TRY IT: Return only those lines of the listing in which "filename" appears.

PROVIDED DATA:
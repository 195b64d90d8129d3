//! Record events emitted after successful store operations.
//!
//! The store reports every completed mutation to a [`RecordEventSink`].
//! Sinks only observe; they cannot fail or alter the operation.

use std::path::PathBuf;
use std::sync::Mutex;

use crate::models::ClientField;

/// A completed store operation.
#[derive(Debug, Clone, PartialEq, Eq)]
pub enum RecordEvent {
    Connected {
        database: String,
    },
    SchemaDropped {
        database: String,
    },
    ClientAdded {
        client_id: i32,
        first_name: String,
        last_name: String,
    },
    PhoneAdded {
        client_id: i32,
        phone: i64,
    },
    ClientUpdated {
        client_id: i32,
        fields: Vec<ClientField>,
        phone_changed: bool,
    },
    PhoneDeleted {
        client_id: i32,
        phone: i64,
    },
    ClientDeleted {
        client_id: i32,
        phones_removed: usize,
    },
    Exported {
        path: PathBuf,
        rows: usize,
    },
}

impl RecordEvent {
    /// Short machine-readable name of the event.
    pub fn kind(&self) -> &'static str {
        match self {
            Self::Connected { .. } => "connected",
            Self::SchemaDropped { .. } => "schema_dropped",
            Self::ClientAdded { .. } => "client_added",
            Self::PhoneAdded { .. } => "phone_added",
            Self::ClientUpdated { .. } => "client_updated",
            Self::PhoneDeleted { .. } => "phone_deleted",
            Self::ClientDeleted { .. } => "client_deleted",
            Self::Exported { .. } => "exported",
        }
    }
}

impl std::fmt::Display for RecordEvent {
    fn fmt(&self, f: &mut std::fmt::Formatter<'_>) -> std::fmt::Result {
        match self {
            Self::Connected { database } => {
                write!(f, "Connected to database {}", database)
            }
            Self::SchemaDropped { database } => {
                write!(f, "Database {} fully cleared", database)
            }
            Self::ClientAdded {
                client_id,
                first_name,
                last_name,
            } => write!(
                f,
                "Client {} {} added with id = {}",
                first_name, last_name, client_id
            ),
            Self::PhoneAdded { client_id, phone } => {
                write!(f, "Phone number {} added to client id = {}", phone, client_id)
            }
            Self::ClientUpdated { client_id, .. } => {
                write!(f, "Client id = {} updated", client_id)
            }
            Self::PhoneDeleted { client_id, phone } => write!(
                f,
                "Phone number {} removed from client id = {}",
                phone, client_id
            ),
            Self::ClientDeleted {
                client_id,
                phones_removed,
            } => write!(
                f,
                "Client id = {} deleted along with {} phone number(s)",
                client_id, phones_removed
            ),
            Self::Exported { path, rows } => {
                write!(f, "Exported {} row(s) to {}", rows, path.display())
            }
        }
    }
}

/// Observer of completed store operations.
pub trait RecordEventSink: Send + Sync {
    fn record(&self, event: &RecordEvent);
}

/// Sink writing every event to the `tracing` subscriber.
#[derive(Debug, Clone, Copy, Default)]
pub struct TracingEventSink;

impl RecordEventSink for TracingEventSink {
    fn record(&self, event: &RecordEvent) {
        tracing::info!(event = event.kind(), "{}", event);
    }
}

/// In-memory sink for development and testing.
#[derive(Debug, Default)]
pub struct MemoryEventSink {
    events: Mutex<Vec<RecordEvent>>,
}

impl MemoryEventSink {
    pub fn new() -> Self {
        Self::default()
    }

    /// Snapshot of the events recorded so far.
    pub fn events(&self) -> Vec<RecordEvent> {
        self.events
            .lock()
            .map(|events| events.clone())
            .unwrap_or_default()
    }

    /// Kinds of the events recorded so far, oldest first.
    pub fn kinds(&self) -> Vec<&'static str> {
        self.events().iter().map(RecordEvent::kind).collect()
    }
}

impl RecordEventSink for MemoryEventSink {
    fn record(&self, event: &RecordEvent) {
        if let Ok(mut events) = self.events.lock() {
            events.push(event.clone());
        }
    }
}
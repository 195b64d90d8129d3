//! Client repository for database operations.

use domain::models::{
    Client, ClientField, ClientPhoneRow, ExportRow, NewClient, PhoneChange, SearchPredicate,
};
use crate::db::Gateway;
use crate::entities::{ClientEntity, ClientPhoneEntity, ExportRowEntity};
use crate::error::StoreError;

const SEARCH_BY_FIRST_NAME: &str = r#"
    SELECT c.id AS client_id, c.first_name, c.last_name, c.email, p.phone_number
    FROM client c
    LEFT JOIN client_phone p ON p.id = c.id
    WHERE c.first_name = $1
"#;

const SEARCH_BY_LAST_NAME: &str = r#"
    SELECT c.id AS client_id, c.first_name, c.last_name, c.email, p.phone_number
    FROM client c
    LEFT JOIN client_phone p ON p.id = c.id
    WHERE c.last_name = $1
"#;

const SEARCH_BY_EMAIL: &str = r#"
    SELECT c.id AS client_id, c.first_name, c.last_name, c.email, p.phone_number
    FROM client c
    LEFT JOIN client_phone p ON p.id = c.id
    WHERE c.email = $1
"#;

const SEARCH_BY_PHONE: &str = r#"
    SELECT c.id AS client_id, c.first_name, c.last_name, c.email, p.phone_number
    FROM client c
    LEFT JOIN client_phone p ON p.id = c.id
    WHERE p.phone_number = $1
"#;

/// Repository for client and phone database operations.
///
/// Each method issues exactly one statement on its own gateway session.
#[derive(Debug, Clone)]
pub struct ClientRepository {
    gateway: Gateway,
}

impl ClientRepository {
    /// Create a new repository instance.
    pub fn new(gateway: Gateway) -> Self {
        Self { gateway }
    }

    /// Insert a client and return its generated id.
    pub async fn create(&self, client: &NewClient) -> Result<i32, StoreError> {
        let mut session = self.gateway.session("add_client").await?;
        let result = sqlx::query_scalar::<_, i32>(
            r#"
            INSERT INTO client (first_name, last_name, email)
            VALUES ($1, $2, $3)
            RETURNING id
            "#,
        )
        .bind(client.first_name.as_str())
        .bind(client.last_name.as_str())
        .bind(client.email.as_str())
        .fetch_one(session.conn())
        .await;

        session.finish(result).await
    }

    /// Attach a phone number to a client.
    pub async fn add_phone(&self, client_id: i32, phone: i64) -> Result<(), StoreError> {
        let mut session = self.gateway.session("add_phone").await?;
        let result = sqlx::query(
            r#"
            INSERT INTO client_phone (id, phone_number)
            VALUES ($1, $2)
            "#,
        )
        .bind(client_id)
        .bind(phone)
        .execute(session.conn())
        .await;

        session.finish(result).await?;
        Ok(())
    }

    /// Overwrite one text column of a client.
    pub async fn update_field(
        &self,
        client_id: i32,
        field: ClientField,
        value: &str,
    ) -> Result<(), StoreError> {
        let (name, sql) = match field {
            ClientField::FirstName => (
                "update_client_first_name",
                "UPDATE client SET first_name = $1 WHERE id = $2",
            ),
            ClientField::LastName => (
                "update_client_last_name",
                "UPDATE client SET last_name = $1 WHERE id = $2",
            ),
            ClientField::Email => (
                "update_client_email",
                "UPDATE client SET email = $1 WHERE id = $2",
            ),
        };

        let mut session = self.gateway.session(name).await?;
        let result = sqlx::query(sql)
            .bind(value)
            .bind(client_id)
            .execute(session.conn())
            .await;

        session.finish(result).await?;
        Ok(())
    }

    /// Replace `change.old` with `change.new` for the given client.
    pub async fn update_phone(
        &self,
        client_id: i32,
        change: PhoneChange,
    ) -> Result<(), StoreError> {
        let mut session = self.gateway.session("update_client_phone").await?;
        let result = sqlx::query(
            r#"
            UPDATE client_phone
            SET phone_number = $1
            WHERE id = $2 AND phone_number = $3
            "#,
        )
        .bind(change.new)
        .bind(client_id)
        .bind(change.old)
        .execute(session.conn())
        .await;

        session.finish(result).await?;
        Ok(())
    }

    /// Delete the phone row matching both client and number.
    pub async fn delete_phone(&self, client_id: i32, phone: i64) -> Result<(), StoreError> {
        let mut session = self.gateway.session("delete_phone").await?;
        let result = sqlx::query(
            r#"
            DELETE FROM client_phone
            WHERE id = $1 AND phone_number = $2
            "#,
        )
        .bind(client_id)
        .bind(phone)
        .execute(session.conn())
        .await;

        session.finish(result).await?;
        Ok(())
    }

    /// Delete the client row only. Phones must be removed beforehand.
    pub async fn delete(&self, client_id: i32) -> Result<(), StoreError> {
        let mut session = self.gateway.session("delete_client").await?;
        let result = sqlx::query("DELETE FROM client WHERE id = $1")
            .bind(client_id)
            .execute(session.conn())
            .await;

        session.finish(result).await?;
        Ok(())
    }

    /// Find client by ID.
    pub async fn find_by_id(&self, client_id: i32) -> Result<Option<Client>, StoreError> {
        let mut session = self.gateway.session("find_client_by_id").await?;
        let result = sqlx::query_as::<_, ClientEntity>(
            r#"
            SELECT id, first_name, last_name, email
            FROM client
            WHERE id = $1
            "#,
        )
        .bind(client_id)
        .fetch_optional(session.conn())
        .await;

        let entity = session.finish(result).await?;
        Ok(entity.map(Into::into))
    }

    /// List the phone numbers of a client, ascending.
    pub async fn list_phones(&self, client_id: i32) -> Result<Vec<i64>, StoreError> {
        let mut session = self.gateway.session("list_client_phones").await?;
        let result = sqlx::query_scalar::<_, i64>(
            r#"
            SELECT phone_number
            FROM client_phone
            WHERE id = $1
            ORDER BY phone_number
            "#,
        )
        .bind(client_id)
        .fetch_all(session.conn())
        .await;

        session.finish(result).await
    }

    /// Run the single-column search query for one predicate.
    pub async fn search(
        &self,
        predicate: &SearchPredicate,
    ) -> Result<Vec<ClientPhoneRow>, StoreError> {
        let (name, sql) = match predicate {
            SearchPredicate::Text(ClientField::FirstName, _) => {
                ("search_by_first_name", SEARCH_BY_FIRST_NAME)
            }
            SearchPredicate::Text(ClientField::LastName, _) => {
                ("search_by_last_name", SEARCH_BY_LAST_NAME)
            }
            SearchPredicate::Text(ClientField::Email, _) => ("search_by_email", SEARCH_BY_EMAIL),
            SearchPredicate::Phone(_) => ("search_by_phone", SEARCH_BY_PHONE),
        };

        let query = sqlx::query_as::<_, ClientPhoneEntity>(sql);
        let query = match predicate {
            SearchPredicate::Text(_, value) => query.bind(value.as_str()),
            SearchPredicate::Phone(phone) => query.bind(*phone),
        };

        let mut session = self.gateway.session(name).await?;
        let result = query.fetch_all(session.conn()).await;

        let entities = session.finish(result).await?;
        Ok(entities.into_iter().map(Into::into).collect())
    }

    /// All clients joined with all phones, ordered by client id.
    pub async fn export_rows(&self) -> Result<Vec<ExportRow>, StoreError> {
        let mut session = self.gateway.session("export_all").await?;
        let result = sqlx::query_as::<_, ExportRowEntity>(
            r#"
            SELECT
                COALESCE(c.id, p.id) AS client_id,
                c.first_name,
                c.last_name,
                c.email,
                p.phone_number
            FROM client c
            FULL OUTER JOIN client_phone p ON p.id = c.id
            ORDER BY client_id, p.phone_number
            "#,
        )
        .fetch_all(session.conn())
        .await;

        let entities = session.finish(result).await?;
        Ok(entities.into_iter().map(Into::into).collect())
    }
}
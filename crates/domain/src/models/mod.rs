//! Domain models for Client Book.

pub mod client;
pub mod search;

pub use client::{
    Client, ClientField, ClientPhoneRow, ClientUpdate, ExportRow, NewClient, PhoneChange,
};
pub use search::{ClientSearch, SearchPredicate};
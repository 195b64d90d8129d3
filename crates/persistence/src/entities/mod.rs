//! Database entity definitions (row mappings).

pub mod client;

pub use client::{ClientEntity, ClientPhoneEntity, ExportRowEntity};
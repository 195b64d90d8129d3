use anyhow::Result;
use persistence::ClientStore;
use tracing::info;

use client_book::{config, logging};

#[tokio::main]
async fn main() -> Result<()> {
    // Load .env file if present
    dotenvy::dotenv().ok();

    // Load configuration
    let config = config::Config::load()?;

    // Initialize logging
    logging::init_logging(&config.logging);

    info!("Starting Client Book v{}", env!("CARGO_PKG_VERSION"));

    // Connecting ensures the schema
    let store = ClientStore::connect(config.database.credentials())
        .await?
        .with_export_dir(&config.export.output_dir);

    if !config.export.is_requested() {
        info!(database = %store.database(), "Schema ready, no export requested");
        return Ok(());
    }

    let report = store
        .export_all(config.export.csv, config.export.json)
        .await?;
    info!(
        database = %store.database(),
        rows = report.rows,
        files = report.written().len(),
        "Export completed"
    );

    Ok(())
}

SOLUTION FOR THIS EXERCISE:
filename crates/domain/src/models/mod.rs
filename crates/persistence/src/entities/mod.rs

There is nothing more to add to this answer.